Os pesquisadores também encontraram seis rolos de tiras de couro extremamente frágeis ainda enroladas na haste, o que, segundo eles, fornece evidência direta de um sistema de perfuração de arco.

Nesse mecanismo, um fio enrolado em torno do eixo da broca é movido para frente e para trás por um arco, girando rapidamente a ferramenta para cortar o material.

“Por trás dos famosos monumentos de pedra e joias do Egito havia tecnologias práticas e cotidianas que raramente sobrevivem arqueologicamente”, disse Odle.

‘A furadeira era uma das ferramentas mais importantes, possibilitando o trabalho em madeira, a produção de contas e a fabricação de móveis.

Brocas movidas a arco apareciam com frequência em cenas de tumbas do Novo Reino, e vários exemplos completos daquela época sobreviveram.

Na foto está a Pirâmide de Khufu, também conhecida como a Grande Pirâmide, no Complexo da Pirâmide de Gizé, datada de cerca de 1.000 anos após a antiga broca ter sido criada.

A descoberta de Badari é muito mais antiga, datando de Naqada IID, e sugere que os egípcios aperfeiçoaram a perfuração rotativa rápida e controlada quase dois milênios antes dessas representações posteriores.

Naqada IID, um período pré-dinástico tardio por volta de 3.300 a 3.200 aC, viu o início da realeza, da escrita e da religião organizada, que se tornaria a base da civilização egípcia clássica.

Um estudo divulgado em dezembro revelou uma descoberta que muda o que saber sobre o antigo Egito.

A descoberta reescreve a linha do tempo das primeiras dinastias do Egito, situando a ascensão do Novo Reino quase um século depois do que se pensava anteriormente.

O Novo Reino, que durou de 1550 a 1070 aC, foi o auge do poder, da riqueza e da expansão territorial do Egito, a era de governantes famosos como Tutancâmon.

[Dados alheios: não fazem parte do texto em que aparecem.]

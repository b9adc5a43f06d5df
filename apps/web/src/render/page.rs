use crate::client::{Tab, ViewState};

/// Re-polls the page while a backend call is still in flight.
const POLL_WHILE_PENDING: &str = r#"<meta http-equiv="refresh" content="1">"#;

const SCROLL_TO_TOP: &str =
    r#"<script>window.scrollTo({ top: 0, behavior: "smooth" });</script>"#;

fn tab_button(tab: Tab, active: Tab) -> String {
    let class = if tab == active { "tab active" } else { "tab" };
    format!(
        r#"<form method="post" action="/tabs/{name}"><button id="tab-{name}" class="{class}" type="submit">{label}</button></form>"#,
        name = tab.as_str(),
        label = tab.label(),
    )
}

fn visibility(tab: Tab, active: Tab) -> &'static str {
    if tab == active {
        ""
    } else {
        r#" style="display:none""#
    }
}

/// Renders the whole two-tab page from the current view state.
/// Panel contents in `ViewState` are already-escaped fragments.
pub fn render_page(view: &ViewState) -> String {
    let active = view.active_tab;
    let result = match &view.result {
        Some(html) => format!(r#"<div id="result" style="display:block">{html}</div>"#),
        None => r#"<div id="result" style="display:none"></div>"#.to_string(),
    };
    let scroll = if view.scroll_to_top { SCROLL_TO_TOP } else { "" };
    let poll = if view.pending > 0 { POLL_WHILE_PENDING } else { "" };

    format!(
        r#"<!DOCTYPE html>
<html lang="en">
<head>
  <meta charset="utf-8">
  {poll}
  <title>Resume Insights</title>
</head>
<body>
  <nav class="tabs">
    {upload_tab}
    {history_tab}
  </nav>
  <section id="upload-section"{upload_visibility}>
    <form id="upload-form" method="post" action="/upload" enctype="multipart/form-data">
      <input id="pdf-file" type="file" name="file" accept="application/pdf">
      <button type="submit">Upload</button>
    </form>
    {result}
  </section>
  <section id="history-section"{history_visibility}>
    <form method="post" action="/history/refresh"><button type="submit">Refresh</button></form>
    <div id="history-list">{history}</div>
  </section>
  {scroll}
</body>
</html>
"#,
        upload_tab = tab_button(Tab::Upload, active),
        history_tab = tab_button(Tab::History, active),
        upload_visibility = visibility(Tab::Upload, active),
        history_visibility = visibility(Tab::History, active),
        history = view.history,
    )
}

Tudo começou com a 18ª Dinastia, fundada pelo Faraó Ahmose I, que reuniu o Egito e expulsou os invasores hicsos, restaurando a autoridade central após um período de fragmentação.

Agora, os cientistas confirmaram que a enorme erupção vulcânica de Santorini (Thera) ocorreu antes do reinado de Ahmose, ou seja, a 18ª Dinastia, e o próprio Novo Reino, surgiu mais tarde do que se acreditava anteriormente.

Até agora, os historiadores tinham muitas vezes assumido que a erupção poderia ter coincidido com o início do Novo Império, e alguns investigadores até tentaram ligá-la a faraós específicos, incluindo Hatshepsut, Tutmés III ou Ahmés I.

A descoberta vem da datação por radiocarbono de artefatos egípcios da 17ª e do início da 18ª dinastias.

Os pesquisadores examinaram um tijolo de barro estampado com o nome de Ahmosis, um pano funerário de linho e figuras funerárias de madeira chamadas shabtis, todas diretamente ligadas a faraós conhecidos e seus templos.

Como estes objectos estão ancorados em contextos históricos específicos, as suas idades fornecem um retrato fiável do período.

O estudo mostra que a erupção é anterior a esses artefatos, remodelando a forma como os historiadores entendem a ascensão do período mais poderoso do Egito.